**Saved data entries:**
↓

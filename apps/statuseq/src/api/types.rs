//! # API Request/Response Types
//!
//! This module defines the JSON structures for the HTTP API.

use serde::{Deserialize, Serialize};
use serde_json::Value;
use statuseq_core::{Comparison, StatusDiff};

// =============================================================================
// HEALTH RESPONSE
// =============================================================================

/// Health check response.
#[derive(Debug, Clone, Serialize, Deserialize)]
pub struct HealthResponse {
    pub status: String,
    pub version: String,
}

impl Default for HealthResponse {
    fn default() -> Self {
        Self {
            status: "ok".to_string(),
            version: env!("CARGO_PKG_VERSION").to_string(),
        }
    }
}

// =============================================================================
// COMPARE REQUEST/RESPONSE
// =============================================================================

/// Status comparison request.
///
/// `old` and `new` are full resource documents. With `typed`, both are
/// decoded into their fixed-schema records before comparison.
#[derive(Debug, Clone, Serialize, Deserialize)]
pub struct CompareRequest {
    pub old: Value,
    pub new: Value,
    #[serde(default)]
    pub typed: bool,
}

/// Status comparison response.
#[derive(Debug, Clone, Serialize, Deserialize)]
pub struct CompareResponse {
    pub success: bool,
    #[serde(skip_serializing_if = "Option::is_none")]
    pub equal: Option<bool>,
    #[serde(default, skip_serializing_if = "Option::is_none")]
    pub diff: Option<StatusDiff>,
    #[serde(skip_serializing_if = "Option::is_none")]
    pub error: Option<String>,
}

impl CompareResponse {
    /// Create a response carrying a verdict.
    #[must_use]
    pub fn verdict(comparison: Comparison) -> Self {
        Self {
            success: true,
            equal: Some(comparison.equal),
            diff: comparison.diff,
            error: None,
        }
    }

    /// Create an error response.
    #[must_use]
    pub fn error(msg: impl Into<String>) -> Self {
        Self {
            success: false,
            equal: None,
            diff: None,
            error: Some(msg.into()),
        }
    }
}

↑

**TASK STATEMENT:**
Could you print all of the entries again exactly as they stand?

**EXERCISE OUTPUT:**
filename apps/statuseq/src/api/types.rs
//! # API Request/Response Types
//!
//! This module defines the JSON structures for the HTTP API.

use serde::{Deserialize, Serialize};
use serde_json::Value;
use statuseq_core::{Comparison, StatusDiff};

// =============================================================================
// HEALTH RESPONSE
// =============================================================================

/// Health check response.
#[derive(Debug, Clone, Serialize, Deserialize)]
pub struct HealthResponse {
    pub status: String,
    pub version: String,
}

impl Default for HealthResponse {
    fn default() -> Self {
        Self {
            status: "ok".to_string(),
            version: env!("CARGO_PKG_VERSION").to_string(),
        }
    }
}

// =============================================================================
// COMPARE REQUEST/RESPONSE
// =============================================================================

/// Status comparison request.
///
/// `old` and `new` are full resource documents. With `typed`, both are
/// decoded into their fixed-schema records before comparison.
#[derive(Debug, Clone, Serialize, Deserialize)]
pub struct CompareRequest {
    pub old: Value,
    pub new: Value,
    #[serde(default)]
    pub typed: bool,
}

/// Status comparison response.
#[derive(Debug, Clone, Serialize, Deserialize)]
pub struct CompareResponse {
    pub success: bool,
    #[serde(skip_serializing_if = "Option::is_none")]
    pub equal: Option<bool>,
    #[serde(default, skip_serializing_if = "Option::is_none")]
    pub diff: Option<StatusDiff>,
    #[serde(skip_serializing_if = "Option::is_none")]
    pub error: Option<String>,
}

impl CompareResponse {
    /// Create a response carrying a verdict.
    #[must_use]
    pub fn verdict(comparison: Comparison) -> Self {
        Self {
            success: true,
            equal: Some(comparison.equal),
            diff: comparison.diff,
            error: None,
        }
    }

    /// Create an error response.
    #[must_use]
    pub fn error(msg: impl Into<String>) -> Self {
        Self {
            success: false,
            equal: None,
            diff: None,
            error: Some(msg.into()),
        }
    }
}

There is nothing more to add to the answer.